The latest revelation involves a scheme that has been in progress for the last seven years, in which small aircraft are being used to collect information from cellphones by mimicking communication towers.

Earlier this month, The Wall Street Journal reported on the activities of a US Marshal Service program which regularly sends Cessna airplanes on flights from five unnamed major airports carrying equipment which mines information from cellphones by tricking them into sending unique registration details.

The program was ostensibly created to monitor and track criminals, but it collects the same type of information from ordinary innocent American citizens as well.

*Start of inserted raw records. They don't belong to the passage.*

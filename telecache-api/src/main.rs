//! Telecache API Server Entry Point
//!
//! Loads configuration (after an optional `.env` file), checks that
//! PostgreSQL and Redis are reachable, optionally creates the telemetry
//! table, and serves the Axum router until Ctrl-C or SIGTERM.

use std::fmt::Display;
use std::future::Future;
use std::sync::Arc;
use std::time::Duration;

use telecache_api::{
    coordinator_config_from_env, create_api_router, init_tracing, load_env_file, ApiError,
    ApiResult, CacheConfig, DbConfig, PgDurableStore, RedisFastCache, ServerConfig,
    TelemetryConfig,
};
use telecache_storage::{DurableStore, FastCache};

#[tokio::main]
async fn main() -> ApiResult<()> {
    let env_file = load_env_file();
    let telemetry_config = TelemetryConfig::from_env();
    init_tracing(&telemetry_config)?;
    match env_file {
        Ok(Some(path)) => tracing::info!(path = %path.display(), "Loaded environment file"),
        Ok(None) => {}
        Err(e) => tracing::warn!(error = %e, "Ignoring unreadable environment file"),
    }

    let server_config = ServerConfig::from_env()?;
    let coordinator_config = coordinator_config_from_env();
    let startup_timeout = server_config.startup_timeout;

    let db_config = DbConfig::from_env();
    let store = PgDurableStore::from_config(&db_config)?;
    startup_check("PostgreSQL", startup_timeout, store.ping()).await?;
    if db_config.migrate {
        startup_check("Schema migration", startup_timeout, store.ensure_schema()).await?;
    }
    tracing::info!(
        host = %db_config.host,
        dbname = %db_config.dbname,
        pool_size = db_config.max_size,
        "Durable store ready"
    );

    let cache_config = CacheConfig::from_env();
    let cache = startup_check("Redis", startup_timeout, RedisFastCache::connect(&cache_config)).await?;
    startup_check("Redis", startup_timeout, cache.ping()).await?;

    let app = create_api_router(
        Arc::new(store),
        Arc::new(cache),
        coordinator_config.clone(),
        &server_config,
    );

    let addr = server_config.bind_addr()?;
    tracing::info!(
        %addr,
        cache_ttl_secs = coordinator_config.cache_ttl.as_secs(),
        call_timeout_ms = coordinator_config.call_timeout.as_millis() as u64,
        "Starting Telecache API server"
    );

    let listener = tokio::net::TcpListener::bind(addr)
        .await
        .map_err(|e| ApiError::internal_error(format!("Failed to bind {}: {}", addr, e)))?;

    axum::serve(listener, app)
        .with_graceful_shutdown(shutdown_signal())
        .await
        .map_err(|e| ApiError::internal_error(format!("Server error: {}", e)))?;

    tracing::info!("Server stopped");
    Ok(())
}

/// Await a startup dependency with a bounded wait.
async fn startup_check<T, E, F>(name: &str, deadline: Duration, fut: F) -> ApiResult<T>
where
    E: Display,
    F: Future<Output = Result<T, E>>,
{
    match tokio::time::timeout(deadline, fut).await {
        Ok(Ok(value)) => Ok(value),
        Ok(Err(e)) => {
            tracing::error!(dependency = name, error = %e, "Startup check failed");
            Err(ApiError::service_unavailable(format!("{} unavailable: {}", name, e)))
        }
        Err(_) => {
            tracing::error!(dependency = name, ?deadline, "Startup check timed out");
            Err(ApiError::service_unavailable(format!(
                "{} did not respond within {:?}",
                name, deadline
            )))
        }
    }
}

async fn shutdown_signal() {
    let ctrl_c = async {
        if let Err(e) = tokio::signal::ctrl_c().await {
            tracing::error!(error = %e, "Failed to listen for Ctrl-C");
            std::future::pending::<()>().await;
        }
    };

    #[cfg(unix)]
    let terminate = async {
        use tokio::signal::unix::{signal, SignalKind};
        match signal(SignalKind::terminate()) {
            Ok(mut stream) => {
                stream.recv().await;
            }
            Err(e) => {
                tracing::error!(error = %e, "Failed to listen for SIGTERM");
                std::future::pending::<()>().await;
            }
        }
    };

    #[cfg(not(unix))]
    let terminate = std::future::pending::<()>();

    tokio::select! {
        _ = ctrl_c => {},
        _ = terminate => {},
    }

    tracing::info!("Shutdown signal received");
}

The planes are equipped with high-tech devices known as "dirtboxes," which are capable of gathering information from thousands of phones in a single flight -- the information reveals details regarding location and identity of the phones' users.

The dirtbox device works by falsely identifying itself as the strongest nearby cell tower, which causes all the phones in the vicinity to automatically connect to it, thereby sending the unique location and registration data from each phone -- whether it's one owned by a criminal or not.

And the scale of the program is potentially enormous. By using five major airports to deploy these flights, virtually the entire population of the United States is able to be monitored by the program.

The Justice Department refused to confirm or deny the existence of the program, saying that revealing details of surveillance programs could give foreign criminals too much information regarding our capabilities.

A Justice Department official also said that their agencies comply with federal laws regarding surveillance, including obtaining court approval for such activities.

Christopher Soghoian of the American Civil Liberties Union would beg to differ. Soghoian, the ACLU's chief technologist, calls it a "dragnet surveillance program," saying: "It's inexcusable and it's likely -- to the extent judges are authorizing it -- they have no idea of the scale of it."

This technology allows law enforcement authorities to sidestep the process of going through the phone companies to access information. With the dirtboxes, they can collect information directly, which is precisely what makes this kind of surveillance technique so dangerous -- and, in the opinion of many observers, so illegal.

The Fourth Amendment clearly states:

The right of the people to be secure in their persons, houses, papers, and effects, against unreasonable searches and seizures, shall not be violated, and no warrants shall issue, but upon probable cause, supported by oath or affirmation, and particularly describing the place to be searched, and the persons or things to be seized.

Presumably, that covers cellphones as well. In the name of national security and law enforcement, our sovereign rights regarding freedom and privacy are being systematically eroded.

And often, except for the actions of whistleblowers, we are not even aware of the existence of the surveillance methods and programs which are being used against us on a daily widespread basis.

It seems that our current government only pays lip service to the fundamental principles that our nation was founded upon, while doing everything within its power to monitor and control the formerly free citizens of what was once a great place in which to live.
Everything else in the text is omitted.